Terita Heath-Wlaz

 

 

 

The Last Fetish

 

is at once sexually interesting to those with an appetite for processed trees.

In the beginning, the pulp cannot get more raw.

In the end, the binding is tight as lingerie.

 

I reject a eulogy at this time.

I have left it in my other pants!

I entertain fantasies of owning many, many

bookshelves, that squeeze my small body like a unified muscle.

 

This encyclopedia, as heavy as a breast, is mine.

I pore over it, lamenting vanilla's ill repute.

Whose orchid flowers have smooth membraned petals.

Whose rare and starchy pods are brown as mesopotamian soil.

 

Spare me the gluteal welts, the rug burns from fuzzy cuffs.

Hand me a huge, huge book.

I will weather the perils, the paper cuts, asphyxiation.

And coins falling from the pages into my lap.

What I get for combining bank and bookshelf.


 

 


Prudence Island

 

National Public Radio, I have extraordinary knees.

Caps on cashew cans, balancing on the tibia

like men riding unicycles,

juggling bowling pins up the columns of my thighs.

I have long been a fan of your quality programming.

 

The day was a worldwide oven.

We found shade at the fair, and a scar, and ate clam cakes.

Our pockets heavy with raffle tickets for the whole town.

I considered sobbing. Imagined a night-time permanently soggy.

Doctor Doctor Doctor!

Fluid moves in me like a Bermuda triangle.

I purchased a tilting wooden puzzle beneath a tent, a set of Pyrex,

became sunburned inside the building of a sepulchral mood.

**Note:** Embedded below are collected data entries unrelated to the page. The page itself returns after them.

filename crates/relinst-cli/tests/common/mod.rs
pub mod release_server;
//! Minimal HTTP/1.1 server standing in for a release host in integration tests.
//!
//! Serves a mutable table of `path -> body` routes; anything else is a 404.
//! Every request is counted and its path logged so tests can assert exactly
//! which URLs were (or were not) fetched.

use std::collections::HashMap;
use std::io::{Read, Write};
use std::net::{TcpListener, TcpStream};
use std::sync::atomic::{AtomicUsize, Ordering};
use std::sync::{Arc, Mutex};
use std::thread;
use std::time::Duration;

#[derive(Clone)]
pub struct ReleaseServer {
    base_url: String,
    routes: Arc<Mutex<HashMap<String, Vec<u8>>>>,
    hits: Arc<AtomicUsize>,
    log: Arc<Mutex<Vec<String>>>,
}

impl ReleaseServer {
    /// Base URL with a trailing slash, e.g. "http://127.0.0.1:12345/".
    pub fn url(&self) -> &str {
        &self.base_url
    }

    /// Adds or replaces the body served at `path` (leading `/` included).
    pub fn serve(&self, path: &str, body: impl Into<Vec<u8>>) {
        self.routes.lock().unwrap().insert(path.to_string(), body.into());
    }

    /// Requests received so far, found or not.
    pub fn hits(&self) -> usize {
        self.hits.load(Ordering::SeqCst)
    }

    pub fn requested_paths(&self) -> Vec<String> {
        self.log.lock().unwrap().clone()
    }
}

/// Starts a server in a background thread. The server runs until the process exits.
pub fn start() -> ReleaseServer {
    let listener = TcpListener::bind("127.0.0.1:0").expect("bind");
    let port = listener.local_addr().unwrap().port();
    let server = ReleaseServer {
        base_url: format!("http://127.0.0.1:{}/", port),
        routes: Arc::new(Mutex::new(HashMap::new())),
        hits: Arc::new(AtomicUsize::new(0)),
        log: Arc::new(Mutex::new(Vec::new())),
    };
    let shared = server.clone();
    thread::spawn(move || {
        for stream in listener.incoming().flatten() {
            let shared = shared.clone();
            thread::spawn(move || handle(stream, &shared));
        }
    });
    server
}

fn handle(mut stream: TcpStream, server: &ReleaseServer) {
    let _ = stream.set_read_timeout(Some(Duration::from_secs(2)));
    let _ = stream.set_write_timeout(Some(Duration::from_secs(2)));
    let mut buf = [0u8; 8192];
    let n = match stream.read(&mut buf) {
        Ok(0) | Err(_) => return,
        Ok(n) => n,
    };
    let request = String::from_utf8_lossy(&buf[..n]);
    let mut parts = request.lines().next().unwrap_or("").split_whitespace();
    let method = parts.next().unwrap_or("");
    let path = parts.next().unwrap_or("/").to_string();

    server.hits.fetch_add(1, Ordering::SeqCst);
    server.log.lock().unwrap().push(path.clone());

    if !method.eq_ignore_ascii_case("GET") {
        let _ = stream.write_all(b"HTTP/1.1 405 Method Not Allowed\r\nContent-Length: 0\r\n\r\n");
        return;
    }
    let body = server.routes.lock().unwrap().get(&path).cloned();
    match body {
        Some(body) => {
            let head = format!(
                "HTTP/1.1 200 OK\r\nContent-Length: {}\r\nConnection: close\r\n\r\n",
                body.len()
            );
            let _ = stream.write_all(head.as_bytes());
            let _ = stream.write_all(&body);
        }
        None => {
            let _ = stream.write_all(
                b"HTTP/1.1 404 Not Found\r\nContent-Length: 9\r\nConnection: close\r\n\r\nnot found",
            );
        }
    }
}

The variegated canopies were squares of toilet paper fluttering.

 

My knees are so extraordinary they put needles into them.

Unknown soldiers in a biohazard box akimbo, a pile of chopsticks.

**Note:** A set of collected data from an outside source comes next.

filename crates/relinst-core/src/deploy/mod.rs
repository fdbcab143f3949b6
//! Deployment driver: install a verified binary, or launch it from cache.
//!
//! Both paths run platform check → tag resolution → asset naming → download
//! → verify → unpack. Install works in a scratch directory and copies the
//! result into the configured bin directory; launch keeps everything in a
//! cache slot and replaces the current process with the cached executable.

mod exec;
mod pipeline;

pub use exec::exec_tool;

use crate::asset::AssetDescriptor;
use crate::cache::{self, CacheSlot, SlotState};
use crate::checksum::{self, ChecksumMode};
use crate::config::ProjectConfig;
use crate::error::{Error, VerifyError};
use crate::fetch::Fetch;
use crate::platform::{self, Platform};
use crate::release;
use anyhow::{Context, Result};
use pipeline::{place_executable, Pipeline};
use std::convert::Infallible;
use std::ffi::OsString;
use std::fs;
use std::path::PathBuf;

/// A resolved release: canonical tag plus the asset expected for this platform.
#[derive(Debug, Clone)]
pub struct Release {
    pub tag: String,
    pub asset: AssetDescriptor,
}

/// Result of a successful install.
#[derive(Debug, Clone)]
pub struct Installed {
    pub path: PathBuf,
    pub tag: String,
    /// SHA-256 of the verified release asset.
    pub asset_digest: String,
    /// SHA-256 of the installed executable.
    pub digest: String,
}

pub struct Deployer<'a> {
    config: &'a ProjectConfig,
    fetcher: &'a dyn Fetch,
    platform: Platform,
}

fn is_verification_failure(err: &anyhow::Error) -> bool {
    err.downcast_ref::<Error>()
        .is_some_and(Error::is_verification)
}

impl<'a> Deployer<'a> {
    /// Fails with a configuration error, before any network access, when
    /// `platform` is not allow-listed.
    pub fn new(config: &'a ProjectConfig, fetcher: &'a dyn Fetch, platform: Platform) -> Result<Self> {
        platform::ensure_supported(&platform, &config.platforms)?;
        Ok(Self {
            config,
            fetcher,
            platform,
        })
    }

    pub fn platform(&self) -> &Platform {
        &self.platform
    }

    pub fn resolve(&self, requested: &str) -> Result<Release> {
        let tag = release::resolve(self.fetcher, self.config, requested)
            .with_context(|| format!("resolve release for platform {}", self.platform))?;
        let asset = AssetDescriptor::new(self.config, &tag, &self.platform);
        tracing::debug!(
            "asset {} for {} (checksum candidates: {})",
            asset.filename,
            self.platform,
            asset.candidate_names().join(", ")
        );
        Ok(Release { tag, asset })
    }

    fn pipeline<'p>(&'p self, release: &'p Release) -> Pipeline<'p> {
        Pipeline {
            config: self.config,
            fetcher: self.fetcher,
            platform: &self.platform,
            tag: &release.tag,
            asset: &release.asset,
        }
    }

    pub fn slot(&self, release: &Release) -> CacheSlot {
        let dir = cache::slot_path(
            &self.config.cache_dir,
            &self.config.owner,
            &self.config.repo,
            &release.tag,
            &self.platform,
        );
        CacheSlot::new(dir, &release.asset, &self.config.binary)
    }

    /// Downloads, verifies and copies the executable into the bin directory.
    /// Nothing is written under the final name unless every step succeeded.
    pub fn install(&self, requested: &str) -> Result<Installed> {
        let release = self.resolve(requested)?;
        let steps = self.pipeline(&release);
        let scratch = tempfile::Builder::new()
            .prefix("relinst-")
            .tempdir()
            .context("create scratch directory")?;

        let asset = steps.download_asset(scratch.path())?;
        let (source, mode) = steps.download_checksum(scratch.path())?;
        let asset_digest = steps.verify(&asset, &source, mode)?;

        let staged = scratch.path().join("bin").join(&self.config.binary);
        steps.materialize(&asset, &scratch.path().join("unpack"), &staged)?;

        fs::create_dir_all(&self.config.bin_dir)
            .with_context(|| format!("create {}", self.config.bin_dir.display()))?;
        let dest = self.config.bin_dir.join(&self.config.binary);
        place_executable(&staged, &dest)?;

        let expected = checksum::sha256_path(&staged)?;
        let digest = checksum::sha256_path(&dest)?;
        if digest != expected {
            let _ = fs::remove_file(&dest);
            return Err(Error::Verification {
                asset: dest.display().to_string(),
                source: VerifyError::Mismatch {
                    expected,
                    actual: digest,
                },
            }
            .into());
        }
        tracing::info!("installed {} {} to {}", self.config.binary, release.tag, dest.display());
        Ok(Installed {
            path: dest,
            tag: release.tag,
            asset_digest,
            digest,
        })
    }

    /// An already extracted slot for `requested`, found without any network
    /// access. Only explicit tags can hit; `latest` must always be resolved.
    fn cached_executable(&self, requested: &str) -> Option<PathBuf> {
        let requested = requested.trim();
        if requested.is_empty() || requested == release::LATEST {
            return None;
        }
        release::tag_candidates(requested).into_iter().find_map(|tag| {
            let dir = cache::slot_path(
                &self.config.cache_dir,
                &self.config.owner,
                &self.config.repo,
                &tag,
                &self.platform,
            );
            let exe = dir.join("bin").join(&self.config.binary);
            cache::is_executable(&exe).then_some(exe)
        })
    }

    /// Returns the cached executable for `requested`, populating the slot if
    /// needed. A stale cached asset that fails verification is discarded and
    /// the download/verify/extract sequence re-runs exactly once.
    ///
    /// With `verify_cache`, an extracted slot is re-verified against its
    /// cached asset before use.
    pub fn prepare_launch(&self, requested: &str, verify_cache: bool) -> Result<PathBuf> {
        if !verify_cache {
            if let Some(exe) = self.cached_executable(requested) {
                tracing::debug!("using cached {}", exe.display());
                return Ok(exe);
            }
        }

        let release = self.resolve(requested)?;
        let slot = self.slot(&release);
        let state = slot.state(&release.asset);
        tracing::debug!("cache slot {} is {:?}", slot.dir().display(), state);

        let first = match state {
            SlotState::Extracted if !verify_cache => {
                tracing::debug!("using cached {}", slot.executable_path().display());
                return Ok(slot.executable_path());
            }
            SlotState::Extracted => self.recheck(&release, &slot),
            SlotState::Downloaded => self.populate(&release, &slot, true),
            SlotState::Empty | SlotState::Verified => self.populate(&release, &slot, false),
        };

        match first {
            Ok(exe) => Ok(exe),
            Err(e) if state != SlotState::Empty && is_verification_failure(&e) => {
                tracing::warn!(
                    "cached {} failed verification ({:#}); downloading again",
                    release.asset.filename,
                    e
                );
                slot.invalidate()?;
                self.populate(&release, &slot, false)
            }
            Err(e) => Err(e),
        }
    }

    /// Prepares the executable and replaces the current process with it.
    pub fn launch(&self, requested: &str, args: &[OsString], verify_cache: bool) -> Result<Infallible> {
        let exe = self.prepare_launch(requested, verify_cache)?;
        exec_tool(&exe, args)
    }

    /// Re-verifies an extracted slot against the asset and checksum it holds.
    fn recheck(&self, release: &Release, slot: &CacheSlot) -> Result<PathBuf> {
        let asset = slot.asset_path();
        let (source, mode) = match slot.cached_checksum(&release.asset) {
            Some(found) if asset.is_file() => found,
            _ => {
                return Err(Error::Verification {
                    asset: release.asset.filename.clone(),
                    source: VerifyError::MissingEntry {
                        asset: release.asset.filename.clone(),
                        source_name: slot.dir().display().to_string(),
                    },
                }
                .into())
            }
        };
        self.pipeline(release).verify(&asset, &source, mode)?;
        Ok(slot.executable_path())
    }

    /// Runs download (unless `reuse` and the slot already holds the asset
    /// and a checksum source) → verify → extract into `slot`.
    fn populate(&self, release: &Release, slot: &CacheSlot, reuse: bool) -> Result<PathBuf> {
        let steps = self.pipeline(release);
        slot.ensure_dir()?;

        let cached = if reuse {
            slot.cached_checksum(&release.asset)
                .filter(|_| slot.asset_path().is_file())
        } else {
            None
        };
        let mut state = SlotState::Empty;
        let (asset, (source, mode)): (PathBuf, (PathBuf, ChecksumMode)) = match cached {
            Some(found) => (slot.asset_path(), found),
            None => {
                let asset = steps.download_asset(slot.dir())?;
                (asset, steps.download_checksum(slot.dir())?)
            }
        };
        state = advance(slot, state);

        steps.verify(&asset, &source, mode)?;
        state = advance(slot, state);

        let exe = slot.executable_path();
        steps.materialize(&asset, &slot.unpack_dir(), &exe)?;
        advance(slot, state);
        tracing::debug!("cached {} {} at {}", self.config.binary, release.tag, exe.display());
        Ok(exe)
    }
}

fn advance(slot: &CacheSlot, state: SlotState) -> SlotState {
    let next = state.next().unwrap_or(state);
    tracing::debug!("cache slot {}: {:?} -> {:?}", slot.dir().display(), state, next);
    next
}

A dram remained at the tips. A spittle remained

and I did sob after all. Technology is lonely.

 

We won everything at the fair and the others were incensed.

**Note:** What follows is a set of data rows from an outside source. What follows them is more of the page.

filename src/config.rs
use std::collections::BTreeMap;
use std::fs;
use std::path::Path;

use serde::{Deserialize, Serialize};

use crate::downsample::DownsampleParameters;
use crate::error::Result;
use crate::measurements::default_measurement_clamps;
use crate::rasterize::RasterizeParameters;
use crate::roi_cut::CutParameters;

/// Parameters of every bundle operation. Missing JSON fields fall back to
/// their defaults.
#[derive(Clone, Debug, PartialEq, Serialize, Deserialize)]
#[serde(default)]
pub struct PipelineConfig {
    pub cut: CutParameters,
    pub downsample: DownsampleParameters,
    pub rasterize: RasterizeParameters,
    /// Name fragment -> inclusive `[min, max]` range for scalar statistics.
    /// Defaults to the tensor scalar ranges; a value given in JSON replaces
    /// the whole map.
    pub measurement_clamps: BTreeMap<String, (f64, f64)>,
}

impl Default for PipelineConfig {
    fn default() -> Self {
        Self {
            cut: CutParameters::default(),
            downsample: DownsampleParameters::default(),
            rasterize: RasterizeParameters::default(),
            measurement_clamps: default_measurement_clamps(),
        }
    }
}

impl PipelineConfig {
    pub fn from_json_str(json: &str) -> Result<Self> {
        let config: Self = serde_json::from_str(json)?;
        config.validate()?;
        Ok(config)
    }

    pub fn from_path(path: impl AsRef<Path>) -> Result<Self> {
        Self::from_json_str(&fs::read_to_string(path)?)
    }

    pub fn validate(&self) -> Result<()> {
        self.cut.validate()?;
        self.downsample.validate()?;
        self.rasterize.validate()
    }
}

Drunken firemen swayed on the ladder, chili-faced.

I ran from the angry voices on my bionic knee.

Some day this place will forgive me.

 

 




Catwalk

 

Greasy work gloves inflated my hands into balloon animals.

I threw wrenches into everything in sight.

The rafters harbored billowing asbestos dozing like an army of silverfish

That asked for my autograph.

 

I leaned over a dozen types of precipices at least

And flashed my chest toward the burning aurora.

The crowd was maybe a crowd of dehydrated foodstuffs.

Pods and eggs of things.

I decided to skip lunch.

This was ten years ago and I'm still one pizza behind.

 

The most I could do was return to have sex beside a trading card of Jesus,

Brand my shoulder blades on the iron bridge.

The view was shaped like a windshield,

The bridge was orange as a street sign and we died on the way down.

 

Borneo,

Can a thing lie down without legs,

Can a mind lie down?

 

 

 

 

Girlhood

 

My mother was not the mother

who scraped peanut butter into Cheerio sandwiches.

But I thought about this mother often—

somebody's.

 

No one can be entirely free of that sorcerer, obsession.

I really wanted to fold one billion napkins.

 

 

 

 

 

Croatoan

 

So Walter Raleigh gave it to his wife

until his palm print ripened her ass cheek.

Peaceable autumn, then the wineskins ulcerated.

Winter lowered its rigor mortis hands

sprouting fingernails made of icicles,

and the camp relieved him back to England

to the sound of settlers mourning,

his wife lamenting more vigorously than the rest

as her tenderized ass rewound into a blushless pear.

 

What man evades sorrow whose face perches on a snowflake doily.

His triangular beard slowing like a roulette needle.

Coincidentally and uncredited in history books,

he ate fish wrapped in chain mail.

 

Upon his unpunctual return, someone speculated that

climate can pummel an island into a boat.

There were no humanoid digits spoiling in the grasses.

Certainly this carving on a tree trunk, and this half a carving.

Theoretically a friendly tribe and a twin island,

a kidney shaped clearing of huts

and a woman imperceptibly emerging from grief.